[Opening RECORDS FOR THIS TASK section]

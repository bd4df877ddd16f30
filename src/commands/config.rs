use crate::models::config::AppConfig;
use crate::services::config::ConfigManager;
use std::sync::Mutex;
use tauri::State;

/// State wrapper for configuration manager
pub type ConfigManagerState = Mutex<ConfigManager>;

/// Initialize config manager state
pub fn init_config_manager() -> Result<ConfigManagerState, String> {
    let manager = ConfigManager::new().map_err(|e| e.to_string())?;
    Ok(Mutex::new(manager))
}

/// Save entire application configuration (applied on next start)
#[tauri::command]
pub fn save_config(state: State<ConfigManagerState>, config: AppConfig) -> Result<(), String> {
    let manager = state
        .lock()
        .map_err(|e| format!("Failed to lock config manager: {}", e))?;

    manager.save(&config).map_err(|e| e.to_string())
}

/// Load entire application configuration
#[tauri::command]
pub fn load_config(state: State<ConfigManagerState>) -> Result<AppConfig, String> {
    let manager = state
        .lock()
        .map_err(|e| format!("Failed to lock config manager: {}", e))?;

    manager.load().map_err(|e| e.to_string())
}

/// Get config file path
#[tauri::command]
pub fn get_config_path(state: State<ConfigManagerState>) -> Result<String, String> {
    let manager = state
        .lock()
        .map_err(|e| format!("Failed to lock config manager: {}", e))?;

    Ok(manager.config_file_path().to_string_lossy().into_owned())
}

[Closing RECORDS FOR THIS TASK section]

## PROBLEM STATEMENT
Retype the listing. Match it exactly.

## REPLY TO THE TASK
repository bd4df877ddd16f30
filename src/commands/config.rs
use crate::models::config::AppConfig;
use crate::services::config::ConfigManager;
use std::sync::Mutex;
use tauri::State;

/// State wrapper for configuration manager
pub type ConfigManagerState = Mutex<ConfigManager>;

/// Initialize config manager state
pub fn init_config_manager() -> Result<ConfigManagerState, String> {
    let manager = ConfigManager::new().map_err(|e| e.to_string())?;
    Ok(Mutex::new(manager))
}

/// Save entire application configuration (applied on next start)
#[tauri::command]
pub fn save_config(state: State<ConfigManagerState>, config: AppConfig) -> Result<(), String> {
    let manager = state
        .lock()
        .map_err(|e| format!("Failed to lock config manager: {}", e))?;

    manager.save(&config).map_err(|e| e.to_string())
}

/// Load entire application configuration
#[tauri::command]
pub fn load_config(state: State<ConfigManagerState>) -> Result<AppConfig, String> {
    let manager = state
        .lock()
        .map_err(|e| format!("Failed to lock config manager: {}", e))?;

    manager.load().map_err(|e| e.to_string())
}

/// Get config file path
#[tauri::command]
pub fn get_config_path(state: State<ConfigManagerState>) -> Result<String, String> {
    let manager = state
        .lock()
        .map_err(|e| format!("Failed to lock config manager: {}", e))?;

    Ok(manager.config_file_path().to_string_lossy().into_owned())
}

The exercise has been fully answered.